Negli ultimi mesi pure sembra essersi preso la sua rivincita su anche a partire dai tre ambiti conversazionali dello spazio-tempo pandemico: a casa, al lavoro, sui social (di fatto confederati in uno solo, il terzo); cominciando a farsi largo nei titoli di giornale, in televisione o alla radio, e negli altri canali di comunicazione mediata più vicini alla lingua parlata che al rigore quasi didattico cui un tempo la sottoponevano.

Come ci ha fatto notare in uno scambio gentilissimo e provvidenziale di e-mail Anna-Maria De Cesare Greenwald (Professoressa di Linguistica generale e Linguistica Italiana presso l’Università di Basilea), il documento che definì, nel 1947, l'ordinamento giuridico del nostro Stato aveva di fatto escluso dal suo testo l'uso di pure come avverbio additivo: "Sono andata a vedere come si usano anche e pure nella Costituzione della Repubblica italiana. Il quadro è abbastanza netto: pure/pur non compaiono mai, mentre anche si trova una ventina di volte, per esempio nell’Art. 62: “Quando si riunisce in via straordinaria una Camera, è convocata di diritto anche l’altra”. Se proviamo a sostituire anche con pure, subentra una coloritura regionale che in questo tipo di testo non ha nessuna ragione di comparire".

De Cesare è una delle poche reali autorità in materia di binomio anche-pure, con studi specifici all'attivo e con un filone di ricerca in corso sull’uso persuasivo o "addirittura manipolatorio" di forme come anche e pure in testi giornalistici, social media e testi pubblicitari.

Ci ha spiegato che "del binomio anche-pure la forma standard, non marcata, è la prima. Non è connotata a livello di registro (come formale o informale) e, nello scritto, non è neanche connotata a livello geografico. Pure invece è marcato a più livelli. Il suo “profilo” sociolinguistico è però complesso da tracciare.

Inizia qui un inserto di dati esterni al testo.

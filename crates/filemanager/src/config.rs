//! Configuration management for roxyfs.
//!
//! This module provides TOML-based configuration file loading and saving.
//! The default configuration path is `~/.config/roxyfs/config.toml`.

use std::fs;
use std::path::{Path, PathBuf};

use anyhow::{Context, Result};
use serde::{Deserialize, Serialize};
use thiserror::Error;

/// Configuration validation errors.
#[derive(Debug, Error, PartialEq)]
pub enum ConfigError {
    #[error("root_path must be an existing directory, got {0}")]
    InvalidRootPath(String),

    #[error("virtual_root must start with '/', got {0}")]
    InvalidVirtualRoot(String),

    #[error("thumbnail size must be greater than 0, got {width}x{height}")]
    InvalidThumbnailSize { width: u32, height: u32 },

    #[error("log_level must be one of: trace, debug, info, warn, error; got {0}")]
    InvalidLogLevel(String),
}

/// Valid log level values for tracing configuration.
const VALID_LOG_LEVELS: &[&str] = &["trace", "debug", "info", "warn", "error"];

/// Main configuration structure for roxyfs.
#[derive(Debug, Clone, Serialize, Deserialize, PartialEq, Default)]
#[serde(default)]
pub struct Config {
    /// General settings.
    pub general: GeneralConfig,

    /// The managed directory tree.
    pub filesystem: FilesystemConfig,

    /// Default thumbnail box.
    pub thumbnail: ThumbnailConfig,
}

#[derive(Debug, Clone, Serialize, Deserialize, PartialEq)]
#[serde(default)]
pub struct GeneralConfig {
    /// Logging level (trace, debug, info, warn, error).
    pub log_level: String,
}

/// Filesystem configuration.
#[derive(Debug, Clone, Serialize, Deserialize, PartialEq)]
#[serde(default)]
pub struct FilesystemConfig {
    /// Real directory exposed through the virtual namespace.
    pub root_path: PathBuf,

    /// Virtual prefix. Defaults to `/` followed by the root's base name.
    #[serde(skip_serializing_if = "Option::is_none")]
    pub virtual_root: Option<String>,

    /// Show dotfiles in trees and listings.
    pub include_hidden: bool,

    /// Reject paths that normalize outside the root, not just `../`.
    pub strict_paths: bool,

    /// Where directory archives are staged. Defaults to the system temp dir.
    #[serde(skip_serializing_if = "Option::is_none")]
    pub temp_dir: Option<PathBuf>,
}

/// Thumbnail configuration.
#[derive(Debug, Clone, Serialize, Deserialize, PartialEq)]
#[serde(default)]
pub struct ThumbnailConfig {
    pub width: u32,
    pub height: u32,
}

impl Default for GeneralConfig {
    fn default() -> Self {
        Self {
            log_level: "info".to_string(),
        }
    }
}

impl Default for FilesystemConfig {
    fn default() -> Self {
        Self {
            root_path: PathBuf::from("."),
            virtual_root: None,
            include_hidden: false,
            strict_paths: false,
            temp_dir: None,
        }
    }
}

impl Default for ThumbnailConfig {
    fn default() -> Self {
        Self {
            width: 100,
            height: 100,
        }
    }
}

/// Returns the default configuration file path.
pub fn default_config_path() -> PathBuf {
    dirs::config_dir()
        .unwrap_or_else(|| PathBuf::from("."))
        .join("roxyfs")
        .join("config.toml")
}

impl Config {
    /// Apply environment variable overrides to the configuration.
    ///
    /// Environment variables take precedence over config file values.
    /// Supported variables:
    /// - ROXYFS_ROOT: Override the real root directory
    /// - ROXYFS_VIRTUAL_ROOT: Override the virtual prefix
    /// - ROXYFS_LOG_LEVEL: Override log level (trace, debug, info, warn, error)
    pub fn apply_env_overrides(&mut self) {
        if let Ok(root) = std::env::var("ROXYFS_ROOT") {
            if !root.is_empty() {
                tracing::info!("Overriding root_path from environment: {}", root);
                self.filesystem.root_path = PathBuf::from(root);
            }
        }

        if let Ok(prefix) = std::env::var("ROXYFS_VIRTUAL_ROOT") {
            if !prefix.is_empty() {
                tracing::info!("Overriding virtual_root from environment: {}", prefix);
                self.filesystem.virtual_root = Some(prefix);
            }
        }

        if let Ok(level) = std::env::var("ROXYFS_LOG_LEVEL") {
            if !level.is_empty() {
                tracing::info!("Overriding log_level from environment: {}", level);
                self.general.log_level = level;
            }
        }
    }

    /// Validate the configuration values.
    pub fn validate(&self) -> Result<(), ConfigError> {
        if !self.filesystem.root_path.is_dir() {
            return Err(ConfigError::InvalidRootPath(
                self.filesystem.root_path.display().to_string(),
            ));
        }

        if let Some(prefix) = &self.filesystem.virtual_root {
            if !prefix.starts_with('/') {
                return Err(ConfigError::InvalidVirtualRoot(prefix.clone()));
            }
        }

        let ThumbnailConfig { width, height } = self.thumbnail;
        if width == 0 || height == 0 {
            return Err(ConfigError::InvalidThumbnailSize { width, height });
        }

        let level = self.general.log_level.to_lowercase();
        if !VALID_LOG_LEVELS.contains(&level.as_str()) {
            return Err(ConfigError::InvalidLogLevel(self.general.log_level.clone()));
        }

        Ok(())
    }

    /// Load configuration from a file.
    ///
    /// If the file does not exist, returns the default configuration.
    /// If the file exists but is invalid TOML, returns an error with
    /// a helpful message.
    pub fn load<P: AsRef<Path>>(path: P) -> Result<Self> {
        let path = path.as_ref();

        if !path.exists() {
            tracing::debug!("Config file not found at {:?}, using defaults", path);
            return Ok(Self::default());
        }

        let contents = fs::read_to_string(path)
            .with_context(|| format!("Failed to read config file: {}", path.display()))?;

        Self::from_toml(&contents)
            .with_context(|| format!("Failed to parse config file: {}", path.display()))
    }

    /// Load configuration from the default path.
    pub fn load_default() -> Result<Self> {
        Self::load(default_config_path())
    }

    /// Parse configuration from a TOML string.
    pub fn from_toml(toml_str: &str) -> Result<Self> {
        toml::from_str(toml_str)
            .map_err(|e| anyhow::anyhow!("Invalid TOML configuration: {}", format_toml_error(&e)))
    }

    /// Save configuration to a file.
    ///
    /// Creates parent directories if they don't exist.
    pub fn save<P: AsRef<Path>>(&self, path: P) -> Result<()> {
        let path = path.as_ref();

        if let Some(parent) = path.parent() {
            fs::create_dir_all(parent).with_context(|| {
                format!("Failed to create config directory: {}", parent.display())
            })?;
        }

        let contents = self.to_toml()?;
        fs::write(path, contents)
            .with_context(|| format!("Failed to write config file: {}", path.display()))?;

        tracing::debug!("Configuration saved to {:?}", path);
        Ok(())
    }

    /// Serialize configuration to a TOML string.
    pub fn to_toml(&self) -> Result<String> {
        toml::to_string_pretty(self).context("Failed to serialize configuration to TOML")
    }
}

fn format_toml_error(error: &toml::de::Error) -> String {
    let mut msg = error.message().to_string();

    if let Some(span) = error.span() {
        msg.push_str(&format!(" (at position {}..{})", span.start, span.end));
    }

    msg
}
//! Roxyfs
//!
//! Command-line front end for the virtual-path file manager.

use std::fs::{self, File};
use std::io::{self, Write};
use std::path::{Path, PathBuf};
use std::process::ExitCode;

use anyhow::{Context, Result};
use clap::{Parser, Subcommand};
use serde::Serialize;
use tracing_subscriber::EnvFilter;

use filemanager::{
    BrowserError, Config, DownloadablePayload, FileManager, LocalFileSystem, OperationResult,
    SecurityError, StagedFile, TransferError,
};

/// Roxyfs - sandboxed file manager over a virtual path namespace.
#[derive(Parser, Debug)]
#[command(name = "roxyfs")]
#[command(version, about, long_about = None)]
pub struct Cli {
    /// Path to configuration file
    #[arg(short, long, global = true, value_name = "FILE")]
    pub config: Option<PathBuf>,

    /// Real root directory (overrides the configuration)
    #[arg(short, long, global = true, value_name = "DIR")]
    pub root: Option<PathBuf>,

    /// Enable verbose logging
    #[arg(short, long, global = true)]
    pub verbose: bool,

    /// Subcommand to execute
    #[command(subcommand)]
    pub command: Commands,
}

/// Available commands.
#[derive(Subcommand, Debug, Clone)]
pub enum Commands {
    /// Print every directory of the tree with its child counts
    Tree,

    /// Create directory NAME inside PATH
    Mkdir { path: String, name: String },

    /// Delete a directory and everything in it
    Rmdir { path: String },

    /// Move a directory to a new path
    Mvdir { origin: String, destination: String },

    /// Copy a directory (not supported, always fails)
    Cpdir { origin: String, destination: String },

    /// Rename a directory in place
    Renamedir { path: String, name: String },

    /// List the files directly inside a directory
    Ls {
        directory: String,

        /// Only list files of this type ("image")
        #[arg(long = "type", value_name = "TYPE")]
        type_filter: Option<String>,
    },

    /// Copy local files into a directory of the tree
    Upload {
        directory: String,

        #[arg(required = true)]
        files: Vec<PathBuf>,
    },

    /// Download a file
    Download {
        path: String,

        /// Write to this file instead of stdout
        #[arg(long, short)]
        output: Option<PathBuf>,
    },

    /// Download a directory as a zip archive
    DownloadDir {
        directory: String,

        /// Write to this file instead of stdout
        #[arg(long, short)]
        output: Option<PathBuf>,
    },

    /// Delete a file
    Rm { path: String },

    /// Move a file to a new path
    Mv { origin: String, destination: String },

    /// Copy a file into a directory
    Cp { origin: String, destination: String },

    /// Rename a file in place
    Rename { path: String, name: String },

    /// Render a thumbnail of an image
    Thumbnail {
        path: String,

        /// Maximum width (defaults to the configured thumbnail width)
        #[arg(long)]
        width: Option<u32>,

        /// Maximum height (defaults to the configured thumbnail height)
        #[arg(long)]
        height: Option<u32>,

        /// Write to this file instead of stdout
        #[arg(long, short)]
        output: Option<PathBuf>,
    },

    /// Print the effective configuration
    Config,
}

fn main() -> ExitCode {
    let cli = Cli::parse();

    match run(cli) {
        Ok(code) => code,
        Err(e) if is_security_error(&e) => {
            eprintln!("Error: {e}");
            ExitCode::from(2)
        }
        Err(e) => {
            eprintln!("Error: {e:#}");
            ExitCode::FAILURE
        }
    }
}

fn run(cli: Cli) -> Result<ExitCode> {
    let mut config = match &cli.config {
        Some(config_path) => Config::load(config_path)?,
        None => Config::load_default()?,
    };

    let filter = if cli.verbose {
        EnvFilter::new("debug")
    } else {
        EnvFilter::try_from_default_env()
            .unwrap_or_else(|_| EnvFilter::new(log_level(&config.general.log_level)))
    };
    tracing_subscriber::fmt()
        .with_env_filter(filter)
        .with_writer(io::stderr)
        .init();

    config.apply_env_overrides();

    if let Some(root) = &cli.root {
        config.filesystem.root_path = root.clone();
    }

    if let Some(config_path) = &cli.config {
        tracing::info!("Using config file: {:?}", config_path);
    }

    if let Commands::Config = cli.command {
        print!("{}", config.to_toml()?);
        return Ok(ExitCode::SUCCESS);
    }

    let manager = LocalFileSystem::from_config(&config)?;

    match cli.command {
        Commands::Tree => print_json(&manager.list_tree()?),
        Commands::Mkdir { path, name } => report(manager.create_directory(&path, &name)?),
        Commands::Rmdir { path } => report(manager.delete_directory(&path)?),
        Commands::Mvdir {
            origin,
            destination,
        } => report(manager.move_directory(&origin, &destination)?),
        Commands::Cpdir {
            origin,
            destination,
        } => report(manager.copy_directory(&origin, &destination)?),
        Commands::Renamedir { path, name } => report(manager.rename_directory(&path, &name)?),
        Commands::Ls {
            directory,
            type_filter,
        } => print_json(&manager.list_files(&directory, type_filter.as_deref())?),
        Commands::Upload { directory, files } => upload(&manager, &directory, &files),
        Commands::Download { path, output } => {
            save_payload(manager.download(&path)?, output.as_deref())
        }
        Commands::DownloadDir { directory, output } => {
            save_payload(manager.download_directory(&directory)?, output.as_deref())
        }
        Commands::Rm { path } => report(manager.delete_file(&path)?),
        Commands::Mv { origin, destination } => report(manager.move_file(&origin, &destination)?),
        Commands::Cp { origin, destination } => report(manager.copy_file(&origin, &destination)?),
        Commands::Rename { path, name } => report(manager.rename_file(&path, &name)?),
        Commands::Thumbnail {
            path,
            width,
            height,
            output,
        } => {
            let width = width.unwrap_or(config.thumbnail.width);
            let height = height.unwrap_or(config.thumbnail.height);
            save_payload(manager.thumbnail(&path, width, height)?, output.as_deref())
        }
        Commands::Config => Ok(ExitCode::SUCCESS),
    }
}

/// Level for the log filter, before env overrides are applied to the config.
fn log_level(configured: &str) -> String {
    match std::env::var("ROXYFS_LOG_LEVEL") {
        Ok(level) if !level.is_empty() => level,
        _ => configured.to_string(),
    }
}

/// Stage copies of the local files so the originals stay where they are.
fn upload(manager: &LocalFileSystem, directory: &str, files: &[PathBuf]) -> Result<ExitCode> {
    let staging = tempfile::tempdir().context("Failed to create staging directory")?;

    let mut staged = Vec::with_capacity(files.len());
    for (index, file) in files.iter().enumerate() {
        let name = file
            .file_name()
            .map(|n| n.to_string_lossy().into_owned())
            .unwrap_or_default();

        let staged_path = staging.path().join(format!("upload-{index}"));
        let entry = match fs::copy(file, &staged_path) {
            Ok(_) => StagedFile::new(staged_path, name),
            Err(e) => {
                tracing::warn!(path = ?file, error = %e, "Failed to read local file");
                StagedFile::new(staged_path, name.clone())
                    .rejected(format!("The file \"{name}\" could not be read"))
            }
        };
        staged.push(entry);
    }

    report(manager.upload(directory, &mut staged)?)
}

fn save_payload(payload: DownloadablePayload, output: Option<&Path>) -> Result<ExitCode> {
    tracing::info!(
        filename = payload.filename(),
        content_type = payload.content_type(),
        "Streaming payload"
    );

    let mut stream = payload.open()?;
    match output {
        Some(path) => {
            let mut file = File::create(path)
                .with_context(|| format!("Failed to create output file: {}", path.display()))?;
            io::copy(&mut stream, &mut file)?;
        }
        None => {
            let mut stdout = io::stdout().lock();
            io::copy(&mut stream, &mut stdout)?;
            stdout.flush()?;
        }
    }

    Ok(ExitCode::SUCCESS)
}

fn report(result: OperationResult) -> Result<ExitCode> {
    print_json(&result)?;
    Ok(if result.success {
        ExitCode::SUCCESS
    } else {
        ExitCode::FAILURE
    })
}

fn print_json<T: Serialize>(value: &T) -> Result<ExitCode> {
    println!("{}", serde_json::to_string_pretty(value)?);
    Ok(ExitCode::SUCCESS)
}

fn is_security_error(error: &anyhow::Error) -> bool {
    error.downcast_ref::<SecurityError>().is_some()
        || matches!(error.downcast_ref::<TransferError>(), Some(TransferError::Security(_)))
        || matches!(error.downcast_ref::<BrowserError>(), Some(BrowserError::Security(_)))
}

Stando a dati sulle varietà regionali parlate in Italia (che risalgono però a qualche decennio fa), si osserva che pure è usato più di frequente a Roma e a Napoli che a Milano e Firenze. Nelle varietà del Sud, pure è la forma più naturale (non marcata) per esprimere il valore additivo, mentre nelle varietà del Nord e in Toscana la forma standard con valore additivo è anche".

Allora cosa ci spinge a usare pure invece di anche, nei casi in cui sono sinonimi?

"Se una delle due forme è usata per vezzo" – sempre De Cesare – "non può dunque essere che pure. Per via della sua connotazione geografica e stilistica, è chiaro che questa forma si presta bene a essere sfruttata per evocare una parlata regionale (quando ha valore additivo) o una lingua più formale (quando ha valore concessivo o avversativo)".

Dunque anche se, per la scienza, la scelta del pure additivo è del tutto corretta, proprio perché fatta arbitrariamente tende a risultare divisiva. Esistono infatti soggetti puristi e anchisti, distinti in base a quale tra i due avverbi, in condizioni di pari significato e condizioni atmosferiche, preferiscano usare per esprimere lo stesso significato. Sembra che anchisti si nasca, mentre puristi si possa pure diventare.

L'anchista non ha niente da dimostrare, è sicuro di sé e non si pone il problema della marcatura o della coloritura del suo avverbio additivo prediletto: saranno l'enfasi o la mimica a garantirgli, presso il pubblico di riferimento, la necessaria contestualizzazione. Il suo rapporto con il purista è quello che si intrattiene con un cugino il cui look stravagante gli sta giovando forse in ambito social, ma che resta inevitabilmente provinciale.

Il purista è più ambiguo o comunque scaltro: tende a infarcire di falsa ironia le sue proposizioni e a calare il suo asso nella manica avverbiale quando non vuole assumersi del tutto le sue responsabilità (Sono uscito pure con la mascherina!), un po' come si fa con un'emoji che arrossisce quando si vuole bilanciare il significato di un messaggio passivo-aggressivo di troppo in una chat.

Taccia l'anchista di banalità, passatismo e, nei casi migliori, di imborghesimento.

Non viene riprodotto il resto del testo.